___ The data ___

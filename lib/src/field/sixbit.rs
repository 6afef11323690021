// Copyright (C) 2025 Intel Corporation
// SPDX-License-Identifier: MIT

//! Packed 6-bit ASCII.
//!
//! Four characters from the range `0x20..=0x5F` are stored in three bytes, least significant
//! bits first. Each character is stored as its offset from `0x20`.

#[cfg(not(feature = "std"))]
use alloc::string::String;

const ASCII_OFFSET: u8 = 0x20;
const CHAR_MASK: u32 = 0x3F;
const CHAR_BITS: usize = 6;
const BLOCK_SIZE: usize = 3;

/// Expands a packed 6-bit ASCII payload.
///
/// A trailing block shorter than three bytes yields the characters it fully holds: one
/// character for a single byte, two characters for two bytes.
///
/// # Examples
///
/// ```
/// use ipmi_fru::field::sixbit;
///
/// assert_eq!(sixbit::decode(&[0x29, 0xdc, 0xa6]), "IPMI");
/// assert_eq!(sixbit::decode(&[0x29, 0xdc]), "IP");
/// ```
pub fn decode(packed: &[u8]) -> String {
    let mut text = String::with_capacity(packed.len().div_ceil(BLOCK_SIZE) * 4);

    for block in packed.chunks(BLOCK_SIZE) {
        let bits = block
            .iter()
            .enumerate()
            .fold(0u32, |acc, (i, byte)| acc | (*byte as u32) << (8 * i));

        for i in 0..(block.len() * 8 / CHAR_BITS) {
            let value = ((bits >> (CHAR_BITS * i)) & CHAR_MASK) as u8;
            text.push(char::from(ASCII_OFFSET + value));
        }
    }

    text
}
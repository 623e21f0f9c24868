//! UI 网关出站端：抽象事件接收器
//!
//! 编排器只依赖 EventSink，不关心前端渲染方式。ChannelSink 走 mpsc 通道（控制台 / 其他前端消费），
//! RecordingSink 把事件记录在内存中，用于测试。

use std::sync::Mutex;

use tokio::sync::mpsc;

use crate::ui::UiEvent;

pub trait EventSink: Send + Sync {
    fn emit(&self, event: UiEvent);
}

/// 通道接收端：前端关闭后事件被丢弃
#[derive(Debug, Clone)]
pub struct ChannelSink {
    tx: mpsc::UnboundedSender<UiEvent>,
}

impl ChannelSink {
    pub fn new(tx: mpsc::UnboundedSender<UiEvent>) -> Self {
        Self { tx }
    }

    pub fn channel() -> (Self, mpsc::UnboundedReceiver<UiEvent>) {
        let (tx, rx) = mpsc::unbounded_channel();
        (Self::new(tx), rx)
    }
}

impl EventSink for ChannelSink {
    fn emit(&self, event: UiEvent) {
        if self.tx.send(event).is_err() {
            tracing::debug!("ui receiver closed, event dropped");
        }
    }
}

#[derive(Debug, Default)]
pub struct RecordingSink {
    events: Mutex<Vec<UiEvent>>,
}

impl RecordingSink {
    pub fn new() -> Self {
        Self::default()
    }

    pub fn events(&self) -> Vec<UiEvent> {
        self.events.lock().map(|e| e.clone()).unwrap_or_default()
    }

    /// 取出并清空已记录事件
    pub fn take(&self) -> Vec<UiEvent> {
        self.events
            .lock()
            .map(|mut e| std::mem::take(&mut *e))
            .unwrap_or_default()
    }
}

impl EventSink for RecordingSink {
    fn emit(&self, event: UiEvent) {
        if let Ok(mut events) = self.events.lock() {
            events.push(event);
        }
    }
}
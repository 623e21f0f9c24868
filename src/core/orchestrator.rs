//! Agent 编排器：驱动状态机
//!
//! 负责：加载配置、探测平台、创建 LLM / Planner / 执行引擎，建立 cmd / event 两条通道，
//! 在后台任务中消费用户命令。状态转移是同步的；只有 Planner 请求与子进程等待两个挂起点，
//! 它们在独立任务中运行，结果经内部通道回灌状态机，期间到达的命令由状态机直接拒绝而不排队。

use std::path::PathBuf;
use std::sync::Arc;

use tokio::sync::mpsc;
use tokio_util::sync::CancellationToken;
use uuid::Uuid;

use crate::config::{load_config, AppConfig};
use crate::core::{AgentState, Effect, InitError, Input, MachineConfig, TaskState};
use crate::exec::ScriptRunner;
use crate::llm::{create_deepseek_client, LlmClient, MockLlmClient, OpenAiClient};
use crate::plan::PlannerClient;
use crate::platform::OsFamily;
use crate::ui::{ChannelSink, ConfirmKind, EventSink, UiEvent};

/// 从 UI 发往编排器的用户命令
#[derive(Debug, Clone, PartialEq, Eq)]
pub enum Command {
    /// 提交任务文本（"exit" / "quit" 结束会话）
    SubmitTask(String),
    /// 确认门的回答
    Confirm { kind: ConfirmKind, yes: bool },
    /// 失败原因；空文本表示放弃重试
    FailureReason(String),
    /// 重置会话
    Restart,
}

/// 根据配置选择 LLM 后端（DeepSeek / OpenAI 兼容 / Mock）；缺少凭据为初始化错误
pub fn create_llm_from_config(
    cfg: &AppConfig,
    env: impl Fn(&str) -> Option<String>,
) -> Result<Arc<dyn LlmClient>, InitError> {
    let provider = cfg.llm.provider.to_lowercase();
    let base_url = cfg.llm.base_url.as_deref();
    let model = cfg.llm.model.as_deref();

    match provider.as_str() {
        "mock" => {
            tracing::warn!("Using Mock LLM, plans are placeholders");
            Ok(Arc::new(MockLlmClient))
        }
        "deepseek" => {
            let key = cfg
                .api_key(&env, &["DEEPSEEK_API_KEY", "OPENAI_API_KEY"])
                .ok_or_else(|| InitError::MissingCredential("DEEPSEEK_API_KEY".to_string()))?;
            let client = create_deepseek_client(base_url, model, &key);
            tracing::info!("Using DeepSeek LLM ({})", client.model_name());
            Ok(Arc::new(client))
        }
        "openai" => {
            let key = cfg
                .api_key(&env, &["OPENAI_API_KEY"])
                .ok_or_else(|| InitError::MissingCredential("OPENAI_API_KEY".to_string()))?;
            let model = model.unwrap_or("gpt-4o-mini");
            tracing::info!("Using OpenAI LLM ({})", model);
            Ok(Arc::new(OpenAiClient::new(base_url, model, &key)))
        }
        other => Err(InitError::Config(format!("unknown llm provider '{other}'"))),
    }
}

pub struct Orchestrator {
    state: TaskState,
    planner: Arc<PlannerClient>,
    runner: Arc<ScriptRunner>,
    workspace: PathBuf,
    sink: Arc<dyn EventSink>,
    task_id: Option<Uuid>,
}

impl Orchestrator {
    pub fn new(
        config: MachineConfig,
        planner: PlannerClient,
        runner: ScriptRunner,
        workspace: PathBuf,
        sink: Arc<dyn EventSink>,
    ) -> Self {
        Self {
            state: TaskState::new(config),
            planner: Arc::new(planner),
            runner: Arc::new(runner),
            workspace,
            sink,
            task_id: None,
        }
    }

    /// 按配置与进程环境变量构建；失败时向 sink 上报一次错误消息
    pub fn from_config(cfg: &AppConfig, sink: Arc<dyn EventSink>) -> Result<Self, InitError> {
        Self::from_config_with_env(cfg, |key| std::env::var(key).ok(), sink)
    }

    pub fn from_config_with_env(
        cfg: &AppConfig,
        env: impl Fn(&str) -> Option<String>,
        sink: Arc<dyn EventSink>,
    ) -> Result<Self, InitError> {
        let built = Self::build(cfg, env, sink.clone());
        if let Err(e) = &built {
            tracing::error!(error = %e, "agent initialization failed");
            sink.emit(UiEvent::error(format!("Initialization failed: {e}")));
        }
        built
    }

    fn build(
        cfg: &AppConfig,
        env: impl Fn(&str) -> Option<String>,
        sink: Arc<dyn EventSink>,
    ) -> Result<Self, InitError> {
        let family = OsFamily::detect()?;
        let llm = create_llm_from_config(cfg, env)?;
        let workspace = cfg.workspace();
        tracing::info!(
            app = cfg.app.name.as_deref().unwrap_or("TaskPilot"),
            os = family.display_name(),
            workspace = %workspace.display(),
            "agent initialized"
        );

        let machine = MachineConfig::new(family, cfg.agent.max_retries, cfg.agent.log_preview_chars);
        Ok(Self::new(
            machine,
            PlannerClient::new(llm, family, cfg.llm.timeouts.request),
            ScriptRunner::new(family),
            workspace,
            sink,
        ))
    }

    pub fn state(&self) -> &TaskState {
        &self.state
    }

    /// 应用一次输入：发布事件，返回需要执行的副作用
    pub fn handle(&mut self, input: Input) -> Option<Effect> {
        let previous = self.state.state();
        let config = self.state.config();
        let current = std::mem::replace(&mut self.state, TaskState::new(config));
        let transition = current.apply(input);
        self.state = transition.state;

        let now = self.state.state();
        if previous == AgentState::AwaitingTask && now == AgentState::Planning {
            let id = Uuid::new_v4();
            tracing::info!(task_id = %id, task = ?self.state.task(), "task accepted");
            self.task_id = Some(id);
        }
        if previous != now {
            tracing::info!(task_id = ?self.task_id, from = ?previous, to = ?now, "state changed");
        }
        if matches!(now, AgentState::AwaitingTask | AgentState::Terminated) {
            self.task_id = None;
        }

        for event in transition.events {
            self.sink.emit(event);
        }
        transition.effect
    }

    /// 执行副作用，返回回灌状态机的输入
    pub async fn perform(&self, effect: Effect) -> Input {
        perform(
            effect,
            &self.planner,
            &self.runner,
            &self.workspace,
            self.sink.as_ref(),
        )
        .await
    }

    /// 应用一条命令并就地跑完由它引发的副作用链，直到状态机需要新的用户输入
    pub async fn dispatch(&mut self, input: Input) {
        let mut effect = self.handle(input);
        while let Some(next) = effect {
            let result = self.perform(next).await;
            effect = self.handle(result);
        }
    }

    /// 主循环：消费命令，副作用在独立任务中执行；进入 Terminated 或命令通道关闭时退出
    pub async fn run(
        mut self,
        mut cmd_rx: mpsc::UnboundedReceiver<Command>,
        shutdown: CancellationToken,
    ) {
        let (done_tx, mut done_rx) = mpsc::unbounded_channel::<Input>();
        if let Some(effect) = self.handle(Input::Start) {
            self.spawn_effect(effect, done_tx.clone());
        }

        loop {
            if self.state.state() == AgentState::Terminated {
                break;
            }
            tokio::select! {
                cmd = cmd_rx.recv() => match cmd {
                    Some(cmd) => {
                        if let Some(effect) = self.handle(Input::Command(cmd)) {
                            self.spawn_effect(effect, done_tx.clone());
                        }
                    }
                    None => break,
                },
                Some(input) = done_rx.recv() => {
                    if let Some(effect) = self.handle(input) {
                        self.spawn_effect(effect, done_tx.clone());
                    }
                }
                _ = shutdown.cancelled() => break,
            }
        }

        tracing::info!("orchestrator stopped");
        shutdown.cancel();
    }

    fn spawn_effect(&self, effect: Effect, done_tx: mpsc::UnboundedSender<Input>) {
        let planner = self.planner.clone();
        let runner = self.runner.clone();
        let workspace = self.workspace.clone();
        let sink = self.sink.clone();
        tokio::spawn(async move {
            let input = perform(effect, &planner, &runner, &workspace, sink.as_ref()).await;
            if done_tx.send(input).is_err() {
                tracing::debug!("orchestrator gone, effect result dropped");
            }
        });
    }
}

async fn perform(
    effect: Effect,
    planner: &PlannerClient,
    runner: &ScriptRunner,
    workspace: &std::path::Path,
    sink: &dyn EventSink,
) -> Input {
    match effect {
        Effect::RequestPlan {
            task,
            history_context,
        } => match planner.request_plan(&task, &history_context).await {
            Ok(raw) => Input::PlanGenerated(raw),
            Err(e) => Input::PlannerFailed(e),
        },
        Effect::Execute { commands } => {
            Input::ExecutionCompleted(runner.run(&commands, workspace, sink).await)
        }
    }
}

/// Agent 句柄：命令发送端、事件接收端、会话结束信号
pub struct AgentHandle {
    pub commands: mpsc::UnboundedSender<Command>,
    pub events: mpsc::UnboundedReceiver<UiEvent>,
    /// 进入 Terminated 或初始化失败时触发
    pub shutdown: CancellationToken,
    pub init_error: Option<InitError>,
}

/// 创建 Agent 运行时。初始化失败时错误消息已写入事件通道、shutdown 已触发，命令不再被接受。
pub async fn create_agent(config_path: Option<PathBuf>) -> AgentHandle {
    let cfg = load_config(config_path).unwrap_or_else(|e| {
        tracing::warn!("Config load failed ({}), using defaults", e);
        AppConfig::default()
    });

    let (cmd_tx, cmd_rx) = mpsc::unbounded_channel::<Command>();
    let (sink, events) = ChannelSink::channel();
    let shutdown = CancellationToken::new();

    let init_error = match Orchestrator::from_config(&cfg, Arc::new(sink)) {
        Ok(orchestrator) => {
            tokio::spawn(orchestrator.run(cmd_rx, shutdown.clone()));
            None
        }
        Err(e) => {
            shutdown.cancel();
            Some(e)
        }
    };

    AgentHandle {
        commands: cmd_tx,
        events,
        shutdown,
        init_error,
    }
}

___

**Instructions to follow:** Consider the entries above and return each line with the string "Mutex".

**Your solution:**
use std::sync::Mutex;
    events: Mutex<Vec<UiEvent>>,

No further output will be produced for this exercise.